Assim é possível aceitar, com simplicidade, que todos somos uma complexa combinação
de luzes e sombras. O outro não é apenas aquilo que me incomoda; é muito mais
do que isso. E, pela mesma razão, não lhe exijo que seja perfeito o seu amor
para o apreciar: ama-me como é e como pode, com os seus limites, mas o facto de
o seu amor ser imperfeito não significa que seja falso ou que não seja real. É
real, mas limitado e terreno. Por isso, se eu lhe exigir demais, de alguma maneira
mo fará saber, pois não poderá nem aceitará desempenhar o papel dum ser divino
nem estar ao serviço de todas as minhas necessidades. O amor convive com a
imperfeição, desculpa-a e sabe guardar silêncio perante os limites do ser
amado. Confia. «Panta pisteuei – tudo crê».
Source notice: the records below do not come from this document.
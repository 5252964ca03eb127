//! Pointer resolution: from a clip's pointer list to physical files.
//!
//! Each pointer token is resolved independently and in order. A token that
//! matches nothing is skipped and recorded; the call still succeeds.
//!
//! Exact artifacts are pointer-named, so candidate filenames are built from
//! the token and tried in a fixed order. Full-page artifacts are named after
//! the page scan, so the page number is matched as a substring of the
//! container's file names instead.

use std::path::PathBuf;

use crate::container::{is_plain_name, FileContainer};
use crate::error::ClipError;
use crate::models::{Category, Clip};
use crate::outcome::Outcome;

/// One pointer token matched to one file.
#[derive(Debug, Clone, PartialEq, Eq)]
pub struct ResolvedFile {
    pub token: String,
    pub name: String,
    pub path: PathBuf,
}

/// Naming context for a source's artifacts.
#[derive(Debug, Clone)]
pub struct Resolver {
    source_name: String,
    strip_suffix: String,
}

impl Resolver {
    pub fn new(source_name: impl Into<String>, strip_suffix: impl Into<String>) -> Self {
        Self {
            source_name: source_name.into(),
            strip_suffix: strip_suffix.into(),
        }
    }

    /// Resolve every pointer token of `clip` against `container`.
    pub async fn resolve(
        &self,
        clip: &Clip,
        category: Category,
        container: &dyn FileContainer,
    ) -> Result<Outcome<ResolvedFile>, ClipError> {
        let tokens = clip.pointer_tokens();
        tracing::debug!(
            source = %self.source_name,
            %category,
            pointers = ?tokens,
            "resolving pointers"
        );
        let outcome = match category {
            Category::Exact => self.resolve_exact(&tokens, container).await,
            Category::FullPage => self.resolve_fullpage(&tokens, container).await?,
        };
        tracing::info!(
            source = %self.source_name,
            %category,
            found = outcome.success_count(),
            skipped = outcome.skip_count(),
            "resolved pointers"
        );
        Ok(outcome)
    }

    /// Candidate filenames for one exact-mode token, in lookup order.
    pub fn exact_candidates(&self, token: &str) -> Vec<String> {
        let stripped = if self.strip_suffix.is_empty() {
            self.source_name.clone()
        } else {
            self.source_name.replacen(&self.strip_suffix, "", 1)
        };
        let mut candidates = Vec::with_capacity(3);
        for name in [
            format!("{}-{}.pdf", stripped, token),
            format!("{}.pdf", token),
            format!("{}-{}.pdf", self.source_name, token),
        ] {
            if !candidates.contains(&name) {
                candidates.push(name);
            }
        }
        candidates
    }

    async fn resolve_exact(
        &self,
        tokens: &[&str],
        container: &dyn FileContainer,
    ) -> Outcome<ResolvedFile> {
        let mut outcome = Outcome::new();
        for token in tokens {
            let candidates = self.exact_candidates(token);
            let mut found = None;
            for name in &candidates {
                if !is_plain_name(name) {
                    tracing::debug!(file = %name, "skipping candidate outside the folder");
                    continue;
                }
                tracing::debug!(file = %name, "checking candidate");
                if container.contains(name).await {
                    found = Some(name.clone());
                    break;
                }
            }
            match found {
                Some(name) => outcome.push(ResolvedFile {
                    token: token.to_string(),
                    path: container.locate(&name),
                    name,
                }),
                None => outcome.skip(
                    *token,
                    ClipError::UnresolvedPointer {
                        token: token.to_string(),
                        tried: candidates,
                    },
                ),
            }
        }
        outcome
    }

    async fn resolve_fullpage(
        &self,
        tokens: &[&str],
        container: &dyn FileContainer,
    ) -> Result<Outcome<ResolvedFile>, ClipError> {
        let documents: Vec<String> = container
            .names()
            .await?
            .into_iter()
            .filter(|n| n.to_ascii_lowercase().ends_with(".pdf"))
            .collect();

        let mut outcome = Outcome::new();
        for token in tokens {
            let page = page_number(token);
            let matched = if page.is_empty() {
                None
            } else {
                documents.iter().find(|name| name.contains(page))
            };
            match matched {
                Some(name) => outcome.push(ResolvedFile {
                    token: token.to_string(),
                    name: name.clone(),
                    path: container.locate(name),
                }),
                None => outcome.skip(
                    *token,
                    ClipError::UnresolvedPointer {
                        token: token.to_string(),
                        tried: vec![format!("*{}*.pdf in {}", page, container.label())],
                    },
                ),
            }
        }
        Ok(outcome)
    }
}

/// Page component of a full-page pointer: everything before the first `-`.
pub fn page_number(token: &str) -> &str {
    token.split('-').next().unwrap_or(token)
}

/// Raster scan filename for a page: `<domain>-<page padded to 3>.jpg`.
pub fn fullpage_image_name(domain: &str, page: &str) -> String {
    format!("{}-{:0>3}.jpg", domain, page.trim())
}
Pelo contexto, não se deve entender esta «fé» em sentido teológico, mas no
sentido comum de «confiança». Não se trata apenas de não suspeitar que o outro
esteja mentindo ou enganando; esta confiança básica reconhece a luz acesa por
Deus que se esconde por detrás da escuridão, ou a brasa ainda acesa sob as cinzas.
É
precisamente esta confiança que torna possível uma relação em liberdade. Não é
necessário controlar o outro, seguir minuciosamente os seus passos, para evitar
que fuja dos meus braços. O amor confia, deixa em liberdade, renuncia a
controlar tudo, a possuir, a dominar. Esta liberdade, que possibilita espaços
de autonomia, abertura ao mundo e novas experiências, consente que a relação se
enriqueça e não se transforme numa endogamia sem horizontes. Assim, ao reencontrar-se,
os cônjuges podem viver a alegria de partilhar o que receberam e aprenderam
fora do circuito familiar. Ao mesmo tempo torna possível a sinceridade e a
transparência, porque uma pessoa, quando sabe que os outros confiam nela e
apreciam a bondade basilar do seu ser, mostra-se como é, sem dissimulações.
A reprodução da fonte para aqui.